ASSIGNED TASK >> Wherever a line below holds the word "struct", copy that line.

Saved data entries >>

• • • •

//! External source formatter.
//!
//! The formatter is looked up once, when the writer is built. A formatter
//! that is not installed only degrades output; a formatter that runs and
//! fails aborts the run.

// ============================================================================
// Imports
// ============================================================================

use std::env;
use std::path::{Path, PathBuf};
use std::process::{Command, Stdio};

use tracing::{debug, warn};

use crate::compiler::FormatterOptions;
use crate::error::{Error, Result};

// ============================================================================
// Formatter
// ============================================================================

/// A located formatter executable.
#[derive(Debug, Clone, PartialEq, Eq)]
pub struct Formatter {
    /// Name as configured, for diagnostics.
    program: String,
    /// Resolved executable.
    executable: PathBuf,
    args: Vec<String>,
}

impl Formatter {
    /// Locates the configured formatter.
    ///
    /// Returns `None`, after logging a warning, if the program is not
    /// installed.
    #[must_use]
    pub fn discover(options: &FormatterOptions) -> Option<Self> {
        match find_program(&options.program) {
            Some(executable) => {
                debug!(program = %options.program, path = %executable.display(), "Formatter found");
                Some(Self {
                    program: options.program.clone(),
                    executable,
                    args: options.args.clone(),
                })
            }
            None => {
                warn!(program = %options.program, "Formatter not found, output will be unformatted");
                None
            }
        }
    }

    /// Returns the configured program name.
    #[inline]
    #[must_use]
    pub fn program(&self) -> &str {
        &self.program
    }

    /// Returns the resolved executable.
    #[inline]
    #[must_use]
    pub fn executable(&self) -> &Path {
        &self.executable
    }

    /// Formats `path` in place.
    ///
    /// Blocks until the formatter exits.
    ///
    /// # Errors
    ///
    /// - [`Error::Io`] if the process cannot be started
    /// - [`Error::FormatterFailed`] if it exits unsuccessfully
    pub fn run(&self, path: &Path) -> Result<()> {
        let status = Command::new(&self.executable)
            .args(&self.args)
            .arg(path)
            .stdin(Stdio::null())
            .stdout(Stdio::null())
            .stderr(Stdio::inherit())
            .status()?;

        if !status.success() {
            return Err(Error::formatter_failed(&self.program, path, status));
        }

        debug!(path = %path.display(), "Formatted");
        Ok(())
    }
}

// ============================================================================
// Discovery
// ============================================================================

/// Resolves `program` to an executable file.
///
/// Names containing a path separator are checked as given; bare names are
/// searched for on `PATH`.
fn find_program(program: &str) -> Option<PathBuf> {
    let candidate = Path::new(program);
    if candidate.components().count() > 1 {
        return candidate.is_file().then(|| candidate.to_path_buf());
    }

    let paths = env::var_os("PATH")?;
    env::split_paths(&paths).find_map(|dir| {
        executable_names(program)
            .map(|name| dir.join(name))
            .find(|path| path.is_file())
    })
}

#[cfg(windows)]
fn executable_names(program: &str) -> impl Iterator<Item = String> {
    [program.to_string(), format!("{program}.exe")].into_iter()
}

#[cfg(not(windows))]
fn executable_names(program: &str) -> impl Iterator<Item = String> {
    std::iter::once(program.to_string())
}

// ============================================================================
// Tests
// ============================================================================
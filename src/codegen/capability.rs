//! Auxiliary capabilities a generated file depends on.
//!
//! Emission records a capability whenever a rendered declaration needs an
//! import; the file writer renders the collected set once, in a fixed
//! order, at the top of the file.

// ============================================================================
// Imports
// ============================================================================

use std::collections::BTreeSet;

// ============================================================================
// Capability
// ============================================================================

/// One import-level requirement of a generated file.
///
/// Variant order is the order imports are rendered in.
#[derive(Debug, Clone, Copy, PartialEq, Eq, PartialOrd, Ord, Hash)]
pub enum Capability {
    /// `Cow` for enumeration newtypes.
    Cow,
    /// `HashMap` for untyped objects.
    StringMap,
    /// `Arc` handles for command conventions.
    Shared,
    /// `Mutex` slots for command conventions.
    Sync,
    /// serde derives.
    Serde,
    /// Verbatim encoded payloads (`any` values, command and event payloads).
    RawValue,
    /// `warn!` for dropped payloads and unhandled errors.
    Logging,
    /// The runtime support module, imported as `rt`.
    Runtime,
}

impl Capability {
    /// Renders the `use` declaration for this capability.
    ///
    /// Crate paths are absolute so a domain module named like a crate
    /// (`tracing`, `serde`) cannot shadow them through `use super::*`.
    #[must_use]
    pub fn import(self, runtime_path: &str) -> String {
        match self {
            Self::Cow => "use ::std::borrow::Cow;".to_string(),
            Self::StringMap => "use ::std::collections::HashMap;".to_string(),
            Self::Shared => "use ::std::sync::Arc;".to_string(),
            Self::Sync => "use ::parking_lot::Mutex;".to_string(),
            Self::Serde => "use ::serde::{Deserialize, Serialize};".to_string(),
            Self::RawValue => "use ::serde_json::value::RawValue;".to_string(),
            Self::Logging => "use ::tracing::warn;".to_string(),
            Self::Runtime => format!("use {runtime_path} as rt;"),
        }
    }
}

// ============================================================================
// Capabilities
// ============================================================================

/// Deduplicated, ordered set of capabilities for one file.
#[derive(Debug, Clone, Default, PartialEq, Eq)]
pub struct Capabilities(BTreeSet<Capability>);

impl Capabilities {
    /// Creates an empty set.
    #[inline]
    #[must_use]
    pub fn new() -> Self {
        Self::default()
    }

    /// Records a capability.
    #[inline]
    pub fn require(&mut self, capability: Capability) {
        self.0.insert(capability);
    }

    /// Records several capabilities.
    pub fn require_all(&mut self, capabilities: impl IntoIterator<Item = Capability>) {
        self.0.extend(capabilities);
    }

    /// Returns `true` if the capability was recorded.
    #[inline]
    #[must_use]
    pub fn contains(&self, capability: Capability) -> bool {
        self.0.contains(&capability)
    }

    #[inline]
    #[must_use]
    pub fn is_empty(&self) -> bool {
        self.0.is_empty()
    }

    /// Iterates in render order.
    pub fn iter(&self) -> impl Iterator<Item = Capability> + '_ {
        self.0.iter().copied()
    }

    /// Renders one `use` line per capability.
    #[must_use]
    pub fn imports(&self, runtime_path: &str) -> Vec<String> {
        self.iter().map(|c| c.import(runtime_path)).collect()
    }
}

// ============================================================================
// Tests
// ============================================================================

• • • •

SOLUTION FOR THIS PROBLEM >>
pub struct Formatter {
pub struct Capabilities(BTreeSet<Capability>);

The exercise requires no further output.